— Exercise description —
Whichever lines of the entries hold the word "SqliteStore" should be identified and copied.

========================

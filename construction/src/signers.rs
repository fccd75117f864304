//! Per-operation signer derivation, used when parsing signed transactions

use tekton_codec::Certificate;
use tekton_common::address::{StakeAddress, reward_address_from_hash, validate_public_key};
use tekton_common::crypto::keyhash_224;
use tekton_common::operations::{Operation, OperationType};
use tekton_common::{ConstructionError, NetworkId};

/// Addresses expected to sign for one operation
pub fn operation_signers(
    network: NetworkId,
    operation: &Operation,
) -> Result<Vec<String>, ConstructionError> {
    match operation.operation_type {
        // Outputs and vote registrations carry no signature
        OperationType::Output | OperationType::VoteRegistration => Ok(Vec::new()),

        OperationType::PoolRegistration => {
            let mut signers = Vec::new();
            if let Some(params) =
                operation.metadata.as_ref().and_then(|m| m.pool_registration_params.as_ref())
            {
                signers.extend(params.pool_owners.iter().cloned());
                signers.push(params.reward_address.clone());
            }
            if let Some(address) = operation.address() {
                signers.push(address.to_string());
            }
            Ok(signers)
        }

        OperationType::PoolRegistrationWithCert => {
            let mut signers = Vec::new();
            if let Some(cert_hex) =
                operation.metadata.as_ref().and_then(|m| m.pool_registration_cert.as_deref())
            {
                let bytes = hex::decode(cert_hex)
                    .map_err(|e| ConstructionError::InvalidPoolCert(e.to_string()))?;
                let certificate: Certificate = minicbor::decode(&bytes)
                    .map_err(|e| ConstructionError::InvalidPoolCert(e.to_string()))?;
                if let Certificate::PoolRegistration(pool) = certificate {
                    signers.push(StakeAddress::from_binary(&pool.reward_account)?.to_string()?);
                    for owner in pool.owners {
                        signers.push(reward_address_from_hash(network, owner).to_string()?);
                    }
                }
            }
            if let Some(address) = operation.address() {
                signers.push(address.to_string());
            }
            Ok(signers)
        }

        // Credential-bearing operations answer with the reward address the
        // credential derives to; anything else with its own account address
        _ => {
            if let Some(credential) =
                operation.metadata.as_ref().and_then(|m| m.staking_credential.as_ref())
            {
                let key = validate_public_key(&credential.hex_bytes)
                    .map_err(|e| ConstructionError::InvalidStakingKeyFormat(e.to_string()))?;
                let stake = reward_address_from_hash(network, keyhash_224(&key));
                return Ok(vec![stake.to_string()?]);
            }
            Ok(operation.address().map(str::to_string).into_iter().collect())
        }
    }
}

// -- Tests --
#[cfg(test)]
mod tests {
    use super::*;
    use tekton_common::operations::*;

    #[test]
    fn outputs_have_no_signers() {
        let mut op = Operation::new(0, OperationType::Output);
        op.account = Some(AccountIdentifier {
            address: "addr1vx2fxv2umyhttkxyxp8x0dlpdt3k6cwng5pxj3jhsydzers66hrl8".into(),
        });
        assert!(operation_signers(NetworkId::Mainnet, &op).unwrap().is_empty());
    }

    #[test]
    fn inputs_sign_with_their_account() {
        let mut op = Operation::new(0, OperationType::Input);
        op.account = Some(AccountIdentifier {
            address: "addr1vx2fxv2umyhttkxyxp8x0dlpdt3k6cwng5pxj3jhsydzers66hrl8".into(),
        });
        let signers = operation_signers(NetworkId::Mainnet, &op).unwrap();
        assert_eq!(signers.len(), 1);
        assert!(signers[0].starts_with("addr1"));
    }

    #[test]
    fn credential_operations_sign_with_reward_address() {
        let mut op = Operation::new(0, OperationType::StakeDelegation);
        op.metadata = Some(OperationMetadata {
            staking_credential: Some(PublicKey::edwards("1b".repeat(32))),
            ..Default::default()
        });
        let signers = operation_signers(NetworkId::Mainnet, &op).unwrap();
        assert_eq!(signers.len(), 1);
        assert!(signers[0].starts_with("stake1"));
    }

    #[test]
    fn pool_registration_signers_include_owners_and_reward() {
        let mut op = Operation::new(0, OperationType::PoolRegistration);
        op.account = Some(AccountIdentifier {
            address: "1b".repeat(28),
        });
        op.metadata = Some(OperationMetadata {
            pool_registration_params: Some(PoolRegistrationParams {
                vrf_key_hash: "2c".repeat(32),
                reward_address: "stake1uyehkck0lajq8gr28t9uxnuvgcqrc6070x3k9r8048z8y5gh6ffgw"
                    .into(),
                pledge: "0".into(),
                cost: "0".into(),
                pool_owners: vec![
                    "stake1uyehkck0lajq8gr28t9uxnuvgcqrc6070x3k9r8048z8y5gh6ffgw".into(),
                ],
                relays: vec![],
                margin: None,
                margin_percentage: Some("0".into()),
                pool_metadata: None,
            }),
            ..Default::default()
        });
        let signers = operation_signers(NetworkId::Mainnet, &op).unwrap();
        assert_eq!(signers.len(), 3);
    }
}
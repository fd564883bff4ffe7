//! SQLite implementation of the durable store.

use color_eyre::{eyre::eyre, Result};
use rusqlite::{params, Connection, OptionalExtension};
use std::path::Path;
use std::sync::{Mutex, MutexGuard};

use super::{DurableStore, Record};

/// Schema for the partitioned record table.
const STORE_SCHEMA: &str = r#"
CREATE TABLE IF NOT EXISTS records (
    partition TEXT NOT NULL,
    key TEXT NOT NULL,
    idx TEXT NOT NULL DEFAULT '',
    value BLOB NOT NULL,
    written_at TEXT NOT NULL DEFAULT (datetime('now')),
    PRIMARY KEY (partition, key)
);

CREATE INDEX IF NOT EXISTS idx_records_partition_idx
    ON records(partition, idx);
"#;

/// Upsert that keeps the rowid of an existing record, so overwrites do not
/// move a record behind later insertions with the same secondary key.
const UPSERT: &str = "INSERT INTO records (partition, key, idx, value, written_at)
   VALUES (?1, ?2, ?3, ?4, datetime('now'))
   ON CONFLICT(partition, key) DO UPDATE SET
     idx = excluded.idx,
     value = excluded.value,
     written_at = excluded.written_at";

/// SQLite-based durable store.
pub struct SqliteStore {
  conn: Mutex<Connection>,
}

impl SqliteStore {
  /// Open (or create) a store at the given path.
  pub fn open(path: &Path) -> Result<Self> {
    if let Some(parent) = path.parent() {
      if !parent.as_os_str().is_empty() {
        std::fs::create_dir_all(parent)
          .map_err(|e| eyre!("Failed to create store directory: {}", e))?;
      }
    }

    let conn = Connection::open(path)
      .map_err(|e| eyre!("Failed to open store at {}: {}", path.display(), e))?;
    conn.pragma_update(None, "journal_mode", "WAL").ok();
    conn.pragma_update(None, "synchronous", "NORMAL").ok();

    Self::with_connection(conn)
  }

  /// Open a private in-memory store. Contents vanish with the value.
  pub fn open_in_memory() -> Result<Self> {
    let conn =
      Connection::open_in_memory().map_err(|e| eyre!("Failed to open in-memory store: {}", e))?;
    Self::with_connection(conn)
  }

  fn with_connection(conn: Connection) -> Result<Self> {
    conn
      .execute_batch(STORE_SCHEMA)
      .map_err(|e| eyre!("Failed to run store migrations: {}", e))?;

    Ok(Self {
      conn: Mutex::new(conn),
    })
  }

  fn conn(&self) -> Result<MutexGuard<'_, Connection>> {
    self
      .conn
      .lock()
      .map_err(|e| eyre!("Lock poisoned: {}", e))
  }
}

impl DurableStore for SqliteStore {
  fn get(&self, partition: &str, key: &str) -> Result<Option<Record>> {
    let conn = self.conn()?;

    conn
      .query_row(
        "SELECT key, idx, value FROM records WHERE partition = ? AND key = ?",
        params![partition, key],
        |row| {
          Ok(Record {
            key: row.get(0)?,
            index: row.get(1)?,
            value: row.get(2)?,
          })
        },
      )
      .optional()
      .map_err(|e| eyre!("Failed to read {}/{}: {}", partition, key, e))
  }

  fn put(&self, partition: &str, record: &Record) -> Result<()> {
    let mut conn = self.conn()?;
    let tx = conn
      .transaction()
      .map_err(|e| eyre!("Failed to begin transaction: {}", e))?;

    tx.execute(
      UPSERT,
      params![partition, record.key, record.index, record.value],
    )
    .map_err(|e| eyre!("Failed to write {}/{}: {}", partition, record.key, e))?;

    tx.commit()
      .map_err(|e| eyre!("Failed to commit transaction: {}", e))
  }

  fn delete(&self, partition: &str, key: &str) -> Result<bool> {
    let conn = self.conn()?;

    let deleted = conn
      .execute(
        "DELETE FROM records WHERE partition = ? AND key = ?",
        params![partition, key],
      )
      .map_err(|e| eyre!("Failed to delete {}/{}: {}", partition, key, e))?;

    Ok(deleted > 0)
  }

  fn delete_prefix(&self, partition: &str, prefix: &str) -> Result<usize> {
    let conn = self.conn()?;

    // substr() instead of LIKE so '%' and '_' in keys are matched literally
    conn
      .execute(
        "DELETE FROM records WHERE partition = ?1 AND substr(key, 1, ?2) = ?3",
        params![partition, prefix.chars().count() as i64, prefix],
      )
      .map_err(|e| eyre!("Failed to delete prefix {} in {}: {}", prefix, partition, e))
  }

  fn scan_by_index(&self, partition: &str) -> Result<Vec<Record>> {
    let conn = self.conn()?;

    let mut stmt = conn
      .prepare(
        "SELECT key, idx, value FROM records
         WHERE partition = ?
         ORDER BY idx, rowid",
      )
      .map_err(|e| eyre!("Failed to prepare scan: {}", e))?;

    let records = stmt
      .query_map(params![partition], |row| {
        Ok(Record {
          key: row.get(0)?,
          index: row.get(1)?,
          value: row.get(2)?,
        })
      })
      .map_err(|e| eyre!("Failed to scan {}: {}", partition, e))?
      .collect::<rusqlite::Result<Vec<_>>>()
      .map_err(|e| eyre!("Failed to read row in {}: {}", partition, e))?;

    Ok(records)
  }

  fn transfer(&self, from: &str, key: &str, to: &str, record: &Record) -> Result<()> {
    let mut conn = self.conn()?;
    let tx = conn
      .transaction()
      .map_err(|e| eyre!("Failed to begin transaction: {}", e))?;

    tx.execute(
      "DELETE FROM records WHERE partition = ? AND key = ?",
      params![from, key],
    )
    .map_err(|e| eyre!("Failed to delete {}/{}: {}", from, key, e))?;

    tx.execute(UPSERT, params![to, record.key, record.index, record.value])
      .map_err(|e| eyre!("Failed to write {}/{}: {}", to, record.key, e))?;

    tx.commit()
      .map_err(|e| eyre!("Failed to commit transaction: {}", e))
  }

  fn count(&self, partition: &str) -> Result<usize> {
    let conn = self.conn()?;

    let count: i64 = conn
      .query_row(
        "SELECT COUNT(*) FROM records WHERE partition = ?",
        params![partition],
        |row| row.get(0),
      )
      .map_err(|e| eyre!("Failed to count {}: {}", partition, e))?;

    Ok(count as usize)
  }

  fn partitions(&self) -> Result<Vec<String>> {
    let conn = self.conn()?;

    let mut stmt = conn
      .prepare("SELECT DISTINCT partition FROM records ORDER BY partition")
      .map_err(|e| eyre!("Failed to prepare partition listing: {}", e))?;

    let names = stmt
      .query_map([], |row| row.get(0))
      .map_err(|e| eyre!("Failed to list partitions: {}", e))?
      .collect::<rusqlite::Result<Vec<String>>>()
      .map_err(|e| eyre!("Failed to read partition name: {}", e))?;

    Ok(names)
  }

  fn drop_partition(&self, partition: &str) -> Result<usize> {
    let conn = self.conn()?;

    conn
      .execute(
        "DELETE FROM records WHERE partition = ?",
        params![partition],
      )
      .map_err(|e| eyre!("Failed to drop partition {}: {}", partition, e))
  }
}

#[cfg(test)]
mod tests {
  use super::*;

  fn store() -> SqliteStore {
    SqliteStore::open_in_memory().unwrap()
  }

  #[test]
  fn test_put_get_delete() {
    let s = store();
    s.put("p", &Record::new("a", "1", b"one".to_vec())).unwrap();

    let got = s.get("p", "a").unwrap().unwrap();
    assert_eq!(got.value, b"one");
    assert!(s.get("other", "a").unwrap().is_none());

    assert!(s.delete("p", "a").unwrap());
    assert!(!s.delete("p", "a").unwrap());
    assert!(s.get("p", "a").unwrap().is_none());
  }

  #[test]
  fn test_scan_orders_by_index_then_insertion() {
    let s = store();
    s.put("p", &Record::new("c", "2", vec![])).unwrap();
    s.put("p", &Record::new("b", "1", vec![])).unwrap();
    s.put("p", &Record::new("a", "1", vec![])).unwrap();

    // Overwriting "b" must not move it behind "a"
    s.put("p", &Record::new("b", "1", vec![9])).unwrap();

    let keys: Vec<_> = s
      .scan_by_index("p")
      .unwrap()
      .into_iter()
      .map(|r| r.key)
      .collect();
    assert_eq!(keys, vec!["b", "a", "c"]);
  }

  #[test]
  fn test_delete_prefix_is_literal() {
    let s = store();
    s.put("p", &Record::new("GET /api/checklists", "", vec![])).unwrap();
    s.put("p", &Record::new("GET /api/checklists?id=1", "", vec![])).unwrap();
    s.put("p", &Record::new("GET /api/shots", "", vec![])).unwrap();
    s.put("p", &Record::new("GET /api/check%", "", vec![])).unwrap();

    assert_eq!(s.delete_prefix("p", "GET /api/checklists").unwrap(), 2);
    assert_eq!(s.delete_prefix("p", "GET /api/check_").unwrap(), 0);
    assert_eq!(s.count("p").unwrap(), 2);
  }

  #[test]
  fn test_transfer_and_partitions() {
    let s = store();
    s.put("queue", &Record::new("m1", "t1", vec![1])).unwrap();
    s.put("cache-static-1", &Record::new("x", "", vec![])).unwrap();

    s.transfer("queue", "m1", "dead", &Record::new("m1", "t2", vec![2]))
      .unwrap();

    assert_eq!(s.count("queue").unwrap(), 0);
    assert_eq!(s.get("dead", "m1").unwrap().unwrap().value, vec![2]);
    assert_eq!(s.partitions().unwrap(), vec!["cache-static-1", "dead"]);

    assert_eq!(s.drop_partition("cache-static-1").unwrap(), 1);
    assert_eq!(s.partitions().unwrap(), vec!["dead"]);
  }

  #[test]
  fn test_survives_reopen() {
    let dir = tempfile::tempdir().unwrap();
    let path = dir.path().join("nested").join("store.db");

    {
      let s = SqliteStore::open(&path).unwrap();
      s.put("p", &Record::new("k", "", b"kept".to_vec())).unwrap();
    }

    let s = SqliteStore::open(&path).unwrap();
    assert_eq!(s.get("p", "k").unwrap().unwrap().value, b"kept");
  }
}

========================

— Output below —
pub struct SqliteStore {
impl SqliteStore {
impl DurableStore for SqliteStore {
  fn store() -> SqliteStore {
    SqliteStore::open_in_memory().unwrap()
      let s = SqliteStore::open(&path).unwrap();
    let s = SqliteStore::open(&path).unwrap();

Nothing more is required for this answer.